ClickHouse's New JSON Type @ FOSDEM 2025

TL;DR

  • Traditional JSON handling in analytical databases forces slow query-time deserialization or creates massive column bloat, type conflicts, and sparse data waste.
  • ClickHouse, the fastest open-source real-time analytics database, solves these bottlenecks with a new native JSON data type powered by underlying Variant and Dynamic capabilities.
  • The solution offers schema-on-read flexibility with schema-on-write performance, preserving strict columnar performance via highly compressed sub-columns and discriminator mapping.
  • Users can precisely tune ingestion and performance using parameters like max_dynamic_paths, max_dynamic_types, static type hints, and SKIP conditions.
  • In a 1-billion document JSONBench test, ClickHouse was 10x faster than Elasticsearch (using half the storage space), 2,500x faster than MongoDB, and 9,000x faster than PostgreSQL.

JSON serves as the lingua franca for semi-structured data, from application logs to event streams. As data volumes grow, it breaks analytical databases. Querying it often forces engineers to trade query speed for schema flexibility.

Storing entire documents as Strings forces databases to parse data slowly and repeatedly, undermining columnar engine speed. This approach treats the database as a blind storage layer, shifting the heavy lifting to query time.

ClickHouse, a relational, columnar, shared-nothing, and real-time database, introduces a native JSON data type engineered to deliver high-performance analytics without sacrificing schema flexibility.
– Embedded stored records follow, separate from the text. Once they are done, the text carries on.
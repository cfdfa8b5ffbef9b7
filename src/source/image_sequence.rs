use std::path::{Path, PathBuf};

use anyhow::{Context, Result};
use image::RgbImage;

use super::FrameSource;
use crate::error::PipelineError;

const FRAME_EXTENSIONS: &[&str] = &["png", "jpg", "jpeg", "bmp"];

/// Frames read from a directory of image files, in filename order.
pub struct ImageSequenceSource {
    paths: Vec<PathBuf>,
    next: usize,
}

impl ImageSequenceSource {
    pub fn new<P: AsRef<Path>>(directory: P) -> Result<Self> {
        let directory = directory.as_ref();
        let mut paths: Vec<PathBuf> = std::fs::read_dir(directory)
            .with_context(|| format!("failed to list frames in {}", directory.display()))?
            .filter_map(|entry| entry.ok().map(|e| e.path()))
            .filter(|path| {
                path.extension()
                    .and_then(|ext| ext.to_str())
                    .map(|ext| FRAME_EXTENSIONS.contains(&ext.to_ascii_lowercase().as_str()))
                    .unwrap_or(false)
            })
            .collect();
        paths.sort();

        if paths.is_empty() {
            tracing::warn!("no image frames found in {}", directory.display());
        } else {
            tracing::info!("found {} frames in {}", paths.len(), directory.display());
        }

        Ok(Self { paths, next: 0 })
    }
}

impl FrameSource for ImageSequenceSource {
    fn next_frame(&mut self) -> Result<Option<RgbImage>> {
        let Some(path) = self.paths.get(self.next) else {
            return Ok(None);
        };
        self.next += 1;
        let frame = image::open(path)
            .map_err(|e| PipelineError::SourceRead(format!("{}: {e}", path.display())))?
            .to_rgb8();
        Ok(Some(frame))
    }
}
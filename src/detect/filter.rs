use image::{GrayImage, Luma};

use super::kernel::{Kernel, KernelVariant};

/// Morphological passes the filter chain can run over a foreground mask.
#[derive(Debug, Clone, Copy, PartialEq, Eq)]
pub enum FilterMode {
    Opening,
    Closing,
    Dilation,
    /// Closing, then opening, then dilation. The mode the driver uses.
    Combine,
}

/// Run one filter mode over a mask, producing a new mask of the same shape.
pub fn apply(mask: &GrayImage, mode: FilterMode) -> GrayImage {
    match mode {
        FilterMode::Closing => close(mask, &Kernel::of(KernelVariant::Closing), 2),
        FilterMode::Opening => open(mask, &Kernel::of(KernelVariant::Opening), 2),
        FilterMode::Dilation => dilate(mask, &Kernel::of(KernelVariant::Dilation), 2),
        FilterMode::Combine => {
            let closed = close(mask, &Kernel::of(KernelVariant::Closing), 2);
            let opened = open(&closed, &Kernel::of(KernelVariant::Opening), 2);
            dilate(&opened, &Kernel::of(KernelVariant::Dilation), 2)
        }
    }
}

/// Morphological close: `iterations` dilations followed by `iterations` erosions.
pub fn close(mask: &GrayImage, kernel: &Kernel, iterations: u32) -> GrayImage {
    let grown = dilate(mask, kernel, iterations);
    erode(&grown, kernel, iterations)
}

/// Morphological open: `iterations` erosions followed by `iterations` dilations.
pub fn open(mask: &GrayImage, kernel: &Kernel, iterations: u32) -> GrayImage {
    let shrunk = erode(mask, kernel, iterations);
    dilate(&shrunk, kernel, iterations)
}

/// Repeated dilation with the given structuring element.
pub fn dilate(mask: &GrayImage, kernel: &Kernel, iterations: u32) -> GrayImage {
    repeat(mask, kernel, iterations, false)
}

/// Repeated erosion with the given structuring element.
pub fn erode(mask: &GrayImage, kernel: &Kernel, iterations: u32) -> GrayImage {
    repeat(mask, kernel, iterations, true)
}

fn repeat(mask: &GrayImage, kernel: &Kernel, iterations: u32, eroding: bool) -> GrayImage {
    let mut out = morph(mask, kernel, eroding);
    for _ in 1..iterations {
        out = morph(&out, kernel, eroding);
    }
    out
}

/// One min/max pass with an anchored structuring element. Pixels outside
/// the image behave as the operation's identity, so erosion never eats
/// the frame border and dilation never grows from it.
fn morph(src: &GrayImage, kernel: &Kernel, eroding: bool) -> GrayImage {
    let (width, height) = src.dimensions();
    let (kw, kh) = kernel.element.dimensions();
    let (ax, ay) = kernel.anchor;
    let mut out = GrayImage::new(width, height);

    for y in 0..height {
        for x in 0..width {
            let mut acc: u8 = if eroding { 255 } else { 0 };
            'scan: for ky in 0..kh {
                for kx in 0..kw {
                    if kernel.element.get_pixel(kx, ky)[0] == 0 {
                        continue;
                    }
                    let sx = x as i64 + kx as i64 - ax as i64;
                    let sy = y as i64 + ky as i64 - ay as i64;
                    let inside = sx >= 0 && sy >= 0 && sx < width as i64 && sy < height as i64;
                    let v = if inside {
                        src.get_pixel(sx as u32, sy as u32)[0]
                    } else if eroding {
                        255
                    } else {
                        0
                    };
                    if eroding {
                        if v < acc {
                            acc = v;
                            if acc == 0 {
                                break 'scan;
                            }
                        }
                    } else if v > acc {
                        acc = v;
                        if acc == 255 {
                            break 'scan;
                        }
                    }
                }
            }
            out.put_pixel(x, y, Luma([acc]));
        }
    }
    out
}
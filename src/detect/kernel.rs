use std::str::FromStr;

use image::{GrayImage, Luma};

use crate::error::PipelineError;

/// The three structuring elements used by the filter chain.
///
/// Each variant maps to a fixed element; nothing is ever derived from
/// frame content.
#[derive(Debug, Clone, Copy, PartialEq, Eq)]
pub enum KernelVariant {
    Opening,
    Closing,
    Dilation,
}

impl FromStr for KernelVariant {
    type Err = PipelineError;

    fn from_str(s: &str) -> Result<Self, Self::Err> {
        match s {
            "opening" => Ok(KernelVariant::Opening),
            "closing" => Ok(KernelVariant::Closing),
            "dilation" => Ok(KernelVariant::Dilation),
            other => Err(PipelineError::InvalidKernelVariant(other.to_string())),
        }
    }
}

/// A structuring element plus its anchor point.
#[derive(Debug, Clone, PartialEq, Eq)]
pub struct Kernel {
    pub element: GrayImage,
    pub anchor: (u32, u32),
}

impl Kernel {
    /// Build the fixed structuring element for a variant.
    ///
    /// The dilation element is nominally a 2x2 ellipse, which at that
    /// size degenerates to a filled square.
    pub fn of(variant: KernelVariant) -> Self {
        match variant {
            KernelVariant::Dilation => Self::rectangle(2, 2),
            KernelVariant::Opening => Self::rectangle(5, 3),
            KernelVariant::Closing => Self::rectangle(11, 11),
        }
    }

    fn rectangle(width: u32, height: u32) -> Self {
        Self {
            element: GrayImage::from_pixel(width, height, Luma([255])),
            anchor: (width / 2, height / 2),
        }
    }
}
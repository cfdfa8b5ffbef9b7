use anyhow::Result;
use image::RgbImage;

use super::DisplaySink;

/// Discards every frame. Used for `--headless` runs and in tests.
#[derive(Debug, Default)]
pub struct NullDisplay {
    pub frames_presented: u64,
}

impl NullDisplay {
    pub fn new() -> Self {
        Self::default()
    }
}

impl DisplaySink for NullDisplay {
    fn present(&mut self, _frame: &RgbImage, _composite: &RgbImage) -> Result<()> {
        self.frames_presented += 1;
        Ok(())
    }

    fn quit_requested(&mut self) -> bool {
        false
    }
}
use image::{GrayImage, Luma, RgbImage};

use super::BackgroundSubtractor;

/// Frames a value must hold steady before it becomes the background.
const MIN_STABILITY: u16 = 15;
/// Gray-level slack when comparing against the stable value.
const VALUE_SLACK: u8 = 10;

#[derive(Debug, Clone, Copy, Default)]
struct PixelState {
    candidate: u8,
    stable_for: u16,
    background: u8,
    learned: bool,
}

/// Counting model: tracks how long each pixel's gray level has been
/// stable and promotes long-stable values to the background.
pub struct CntModel {
    dimensions: (u32, u32),
    state: Vec<PixelState>,
}

impl CntModel {
    pub fn new() -> Self {
        Self {
            dimensions: (0, 0),
            state: Vec::new(),
        }
    }

    fn ensure_dimensions(&mut self, dimensions: (u32, u32)) {
        if self.dimensions != dimensions {
            let pixels = (dimensions.0 * dimensions.1) as usize;
            self.dimensions = dimensions;
            self.state = vec![PixelState::default(); pixels];
        }
    }
}

impl Default for CntModel {
    fn default() -> Self {
        Self::new()
    }
}

impl BackgroundSubtractor for CntModel {
    fn apply(&mut self, frame: &RgbImage) -> GrayImage {
        self.ensure_dimensions(frame.dimensions());

        let (width, height) = frame.dimensions();
        let mut mask = GrayImage::new(width, height);
        for (x, y, pixel) in frame.enumerate_pixels() {
            let index = (y * width + x) as usize;
            let gray = luma(pixel.0);
            let state = &mut self.state[index];

            if gray.abs_diff(state.candidate) <= VALUE_SLACK {
                state.stable_for = state.stable_for.saturating_add(1);
            } else {
                state.candidate = gray;
                state.stable_for = 0;
            }
            if state.stable_for >= MIN_STABILITY {
                state.background = state.candidate;
                state.learned = true;
            }

            if state.learned && gray.abs_diff(state.background) > VALUE_SLACK {
                mask.put_pixel(x, y, Luma([255]));
            }
        }
        mask
    }
}

fn luma(rgb: [u8; 3]) -> u8 {
    let [r, g, b] = rgb;
    ((77 * r as u32 + 150 * g as u32 + 29 * b as u32) >> 8) as u8
}
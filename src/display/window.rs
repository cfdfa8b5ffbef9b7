use anyhow::{anyhow, Result};
use image::RgbImage;
use minifb::{Key, Window, WindowOptions};

use super::DisplaySink;

/// Two live windows, "Frame" and "Mask", refreshed once per processed
/// frame. Created lazily at the first present, when the frame size is
/// known; Q or closing either window requests a quit.
pub struct WindowDisplay {
    windows: Option<Windows>,
}

struct Windows {
    frame: Window,
    mask: Window,
    size: (usize, usize),
}

impl WindowDisplay {
    pub fn new() -> Self {
        Self { windows: None }
    }

    fn ensure_windows(&mut self, size: (usize, usize)) -> Result<&mut Windows> {
        let stale = self
            .windows
            .as_ref()
            .map(|w| w.size != size)
            .unwrap_or(true);
        if stale {
            tracing::info!("opening display windows at {}x{}", size.0, size.1);
            let frame = Window::new("Frame", size.0, size.1, WindowOptions::default())
                .map_err(|e| anyhow!("failed to open frame window: {e}"))?;
            let mask = Window::new("Mask", size.0, size.1, WindowOptions::default())
                .map_err(|e| anyhow!("failed to open mask window: {e}"))?;
            self.windows = Some(Windows { frame, mask, size });
        }
        Ok(self.windows.as_mut().expect("windows just created"))
    }
}

impl Default for WindowDisplay {
    fn default() -> Self {
        Self::new()
    }
}

impl DisplaySink for WindowDisplay {
    fn present(&mut self, frame: &RgbImage, composite: &RgbImage) -> Result<()> {
        let size = (frame.width() as usize, frame.height() as usize);
        let windows = self.ensure_windows(size)?;

        let frame_buf = rgb_to_argb(frame);
        windows
            .frame
            .update_with_buffer(&frame_buf, size.0, size.1)
            .map_err(|e| anyhow!("failed to update frame window: {e}"))?;

        let mask_buf = rgb_to_argb(composite);
        windows
            .mask
            .update_with_buffer(&mask_buf, size.0, size.1)
            .map_err(|e| anyhow!("failed to update mask window: {e}"))?;
        Ok(())
    }

    fn quit_requested(&mut self) -> bool {
        match &self.windows {
            Some(w) => {
                !w.frame.is_open()
                    || !w.mask.is_open()
                    || w.frame.is_key_down(Key::Q)
                    || w.mask.is_key_down(Key::Q)
            }
            None => false,
        }
    }
}

/// Pack RGB pixels into the 0RGB u32 layout minifb expects.
fn rgb_to_argb(image: &RgbImage) -> Vec<u32> {
    image
        .pixels()
        .map(|p| ((p[0] as u32) << 16) | ((p[1] as u32) << 8) | p[2] as u32)
        .collect()
}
By bypassing traditional parsing bottlenecks, engineering teams can execute real-time queries directly on semi-structured data without building complex ETL pipelines or inflating storage costs.

Why does JSON slow down traditional columnar databases?

JSON's unpredictable structure fundamentally breaks the highly compressed, vectorized model of traditional columnar databases.

Analytical challengeTraditional database limitationClickHouse solution
Query bottlenecksEntire JSON objects are stored as Strings, forcing slow deserialization at query time.Native JSON type pushes heavy lifting to ingestion, ensuring rapid query speeds.
Exploding columnsTreating every path as a column exhausts file descriptors and degrades background processes.The Dynamic type groups overflow paths into a shared fallback sub-column.
Conflicting typesStrict formats reject or coerce data when a path changes type (e.g., Integer to String).The Variant type natively stores and tracks mixed data types via a compressed discriminator column.
Sparse data wasteUncommon JSON paths create sparse columns filled mostly with wasted NULL values.Native Variant type stores mixed data types densely without null bloat.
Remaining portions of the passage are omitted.